Vancouver 2010’s Polyclinic sports medical team includes the best practitioners in the country.
We take you behind the scenes this month with our timely Vancouver Games Blog, an insider perspective on sport medicine and science headlines, talking points, statistical data and emerging trends.
Pamela Fayerman in today’s Vancouver Sun writes on Vancouver’s Polyclinic which includes several members of the SportMedBC Network of practitioners:
The Olympic polyclinics are the envy of all who use or work in them and should serve as a Games legacy health system model, says Lynda Cannell, chief executive officer of SportMedBC.
Cannell, who is volunteering at the clinic in an administrative and triage role, credits Dr. Jack Taunton, chief medical officer of the 2010 Olympics, for assembling the finest health provider team in the world in two, 10,000-square-foot (temporary) facilities in Vancouver and Whistler.
Athletes and others in the “Olympic family” can access every kind of head-to-toe health service imaginable, including radiology, dental, vision care, labs and pharmacies.
The fact that all services are under one roof means that care is integrated and health providers can share information and learn from one another. An orthopedic specialist, for example, can see what exercises a physiotherapist is recommending to a patient.

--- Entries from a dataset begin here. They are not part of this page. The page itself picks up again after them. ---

use std::fmt;
use std::str::FromStr;

use crate::detection::domain::errors::ModelLoadError;
use crate::detection::domain::neural_backend::NeuralBackend;
use crate::detection::infrastructure::neural_detector::{NeuralConfig, NeuralDetector};
use crate::detection::infrastructure::onnx_yunet_backend::OnnxYunetBackend;

/// Runtime used to execute the neural face model.
#[derive(Clone, Copy, Debug, Default, PartialEq, Eq)]
pub enum NeuralBackendKind {
    /// ONNX Runtime with Rust-side decoding.
    #[default]
    Onnx,
    /// OpenCV DNN `FaceDetectorYN`.
    OpenCv,
}

impl fmt::Display for NeuralBackendKind {
    fn fmt(&self, f: &mut fmt::Formatter<'_>) -> fmt::Result {
        match self {
            NeuralBackendKind::Onnx => f.write_str("onnx"),
            NeuralBackendKind::OpenCv => f.write_str("opencv"),
        }
    }
}

impl FromStr for NeuralBackendKind {
    type Err = String;

    fn from_str(s: &str) -> Result<Self, Self::Err> {
        match s.to_ascii_lowercase().as_str() {
            "onnx" | "ort" => Ok(NeuralBackendKind::Onnx),
            "opencv" | "cv" => Ok(NeuralBackendKind::OpenCv),
            other => Err(format!("unknown neural backend '{other}'")),
        }
    }
}

pub fn create_neural_backend(
    kind: NeuralBackendKind,
    config: &NeuralConfig,
) -> Result<Box<dyn NeuralBackend>, ModelLoadError> {
    log::info!("Using {kind} backend for neural detection");
    match kind {
        NeuralBackendKind::Onnx => Ok(Box::new(OnnxYunetBackend::new(config)?)),
        #[cfg(feature = "opencv")]
        NeuralBackendKind::OpenCv => Ok(Box::new(
            super::opencv_yunet_backend::OpenCvYunetBackend::new(config)?,
        )),
        #[cfg(not(feature = "opencv"))]
        NeuralBackendKind::OpenCv => Err(ModelLoadError::Unsupported(
            "the OpenCV neural backend needs the `opencv` feature".to_string(),
        )),
    }
}

/// Builds a ready neural detector from its fixed configuration.
pub fn create_neural_detector(
    kind: NeuralBackendKind,
    config: &NeuralConfig,
) -> Result<NeuralDetector, ModelLoadError> {
    let backend = create_neural_backend(kind, config)?;
    Ok(NeuralDetector::new(backend, config.score_threshold))
}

“Dr. Taunton is the father or grandfather of sports medicine in B.C. and Canada,” she said, adding: “Vanoc formed a sport-medical team comprised of the very best practitioners in the country, many of whom are residents and products of British Columbia. From Dr. Taunton on down, it’s a reminder of one of our best-kept secrets — that many of the best people in sport medicine and science are right here in B.C.”